(Saved entries)
━━━━━━━━
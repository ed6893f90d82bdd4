//! Error types for Coffer operations

use thiserror::Error;

/// Configuration errors raised while applying option steps.
///
/// These never reach a backend: a rejected option aborts the store
/// construction, the `init` call or the data call before any I/O happens.
#[derive(Debug, Clone, Error, PartialEq, Eq)]
pub enum ConfigError {
    #[error("Required field missing: {field}")]
    MissingRequired { field: String },

    #[error("Invalid value for {field}: {reason}")]
    InvalidValue { field: String, reason: String },

    #[error("Option {option} rejected: {reason}")]
    OptionRejected { option: String, reason: String },
}

impl ConfigError {
    /// Shorthand for a missing required field.
    pub fn missing(field: impl Into<String>) -> Self {
        Self::MissingRequired {
            field: field.into(),
        }
    }

    /// Shorthand for an invalid field value.
    pub fn invalid(field: impl Into<String>, reason: impl Into<String>) -> Self {
        Self::InvalidValue {
            field: field.into(),
            reason: reason.into(),
        }
    }
}

/// Failures reported by a [`CryptoService`](crate::CryptoService).
#[derive(Debug, Clone, Error, PartialEq, Eq)]
pub enum CryptoError {
    #[error("crypto service unavailable")]
    Unavailable,

    #[error("invalid key: {reason}")]
    InvalidKey { reason: String },

    #[error("encryption failed: {reason}")]
    EncryptionFailed { reason: String },

    #[error("decryption failed: {reason}")]
    DecryptionFailed { reason: String },
}

/// Value (de)serialization errors.
#[derive(Debug, Clone, Error, PartialEq, Eq)]
pub enum CodecError {
    #[error("serialize: {reason}")]
    Serialize { reason: String },

    #[error("deserialize: {reason}")]
    Deserialize { reason: String },
}

/// Failures of the encrypt-on-write / decrypt-on-read pipeline.
#[derive(Debug, Clone, Error, PartialEq, Eq)]
pub enum EnvelopeError {
    #[error("failed to marshal value: {0}")]
    Marshal(#[source] CodecError),

    #[error("value is empty")]
    EmptyValue,

    #[error("failed to encrypt value: {0}")]
    Encrypt(#[source] CryptoError),

    #[error("encrypted value is empty")]
    EmptyCiphertext,

    #[error("failed to decrypt value: {0}")]
    Decrypt(#[source] CryptoError),

    #[error("failed to unmarshal value: {0}")]
    Unmarshal(#[source] CodecError),
}

/// Errors surfaced by a backend adapter. Propagated verbatim, never retried.
#[derive(Debug, Clone, Error, PartialEq, Eq)]
pub enum BackendError {
    #[error("Connection to {backend} failed: {reason}")]
    Connection { backend: String, reason: String },

    #[error("Command {command} failed: {reason}")]
    Command { command: String, reason: String },

    #[error("Backend handle closed")]
    HandleClosed,
}

impl BackendError {
    /// Build a command failure from any displayable error.
    pub fn command(command: impl Into<String>, err: impl std::fmt::Display) -> Self {
        Self::Command {
            command: command.into(),
            reason: err.to_string(),
        }
    }
}

/// Store lifecycle and envelope errors.
///
/// Every variant carries the redacted store descriptor so failures can be
/// traced to a backend/namespace pair without leaking credentials.
#[derive(Debug, Clone, Error, PartialEq, Eq)]
pub enum StoreError {
    #[error("'{store}' failed - store is not initialized")]
    NotReady { store: String },

    #[error("'{store}' failed - store is closed")]
    Closed { store: String },

    #[error("'{store}' failed - cannot {operation} in state {state}")]
    InvalidState {
        store: String,
        operation: String,
        state: String,
    },

    #[error("'{store}' failed - {source}")]
    Envelope {
        store: String,
        #[source]
        source: EnvelopeError,
    },
}

/// Master error type for all Coffer errors.
#[derive(Debug, Clone, Error, PartialEq, Eq)]
pub enum CofferError {
    #[error("Config error: {0}")]
    Config(#[from] ConfigError),

    #[error("Backend error: {0}")]
    Backend(#[from] BackendError),

    #[error("Store error: {0}")]
    Store(#[from] StoreError),
}

impl CofferError {
    /// True when an option step or required field rejected the call.
    pub fn is_config(&self) -> bool {
        matches!(self, Self::Config(_))
    }

    /// True when the backend adapter reported the failure.
    pub fn is_backend(&self) -> bool {
        matches!(self, Self::Backend(_))
    }

    /// True when the store was used outside the Ready state.
    pub fn is_lifecycle(&self) -> bool {
        matches!(
            self,
            Self::Store(
                StoreError::NotReady { .. }
                    | StoreError::Closed { .. }
                    | StoreError::InvalidState { .. }
            )
        )
    }

    /// True when sealing or opening a value failed.
    pub fn is_envelope(&self) -> bool {
        matches!(self, Self::Store(StoreError::Envelope { .. }))
    }
}

/// Result type alias for Coffer operations.
pub type CofferResult<T> = Result<T, CofferError>;

/// Result type alias for option application.
pub type ConfigResult<T> = Result<T, ConfigError>;

// =============================================================================
// TESTS
// =============================================================================

#[cfg(test)]
mod tests {
    use super::*;

    #[test]
    fn test_config_error_display_missing() {
        let err = ConfigError::missing("key");
        assert_eq!(format!("{}", err), "Required field missing: key");
    }

    #[test]
    fn test_envelope_error_carries_store_context() {
        let err = StoreError::Envelope {
            store: "redis://:***@localhost:6379/0".to_string(),
            source: EnvelopeError::Decrypt(CryptoError::DecryptionFailed {
                reason: "tag mismatch".to_string(),
            }),
        };
        let msg = err.to_string();
        assert!(msg.starts_with("'redis://:***@localhost:6379/0' failed"));
        assert!(msg.contains("failed to decrypt value"));
    }

    #[test]
    fn test_master_error_from_conversions() {
        let err: CofferError = ConfigError::missing("key").into();
        assert!(err.is_config());
        assert!(!err.is_backend());

        let err: CofferError = BackendError::HandleClosed.into();
        assert!(err.is_backend());

        let err: CofferError = StoreError::NotReady {
            store: "memory://:***@local/0".to_string(),
        }
        .into();
        assert!(err.is_lifecycle());
        assert!(!err.is_envelope());
    }

    #[test]
    fn test_backend_command_helper() {
        let err = BackendError::command("GET", "connection refused");
        assert_eq!(err.to_string(), "Command GET failed: connection refused");
    }
}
━━━━━━━━
PROMPT
Which of the lines above include the word "CofferError"? List those lines.

ANSWER SPACE
pub enum CofferError {
impl CofferError {
pub type CofferResult<T> = Result<T, CofferError>;
        let err: CofferError = ConfigError::missing("key").into();
        let err: CofferError = BackendError::HandleClosed.into();
        let err: CofferError = StoreError::NotReady {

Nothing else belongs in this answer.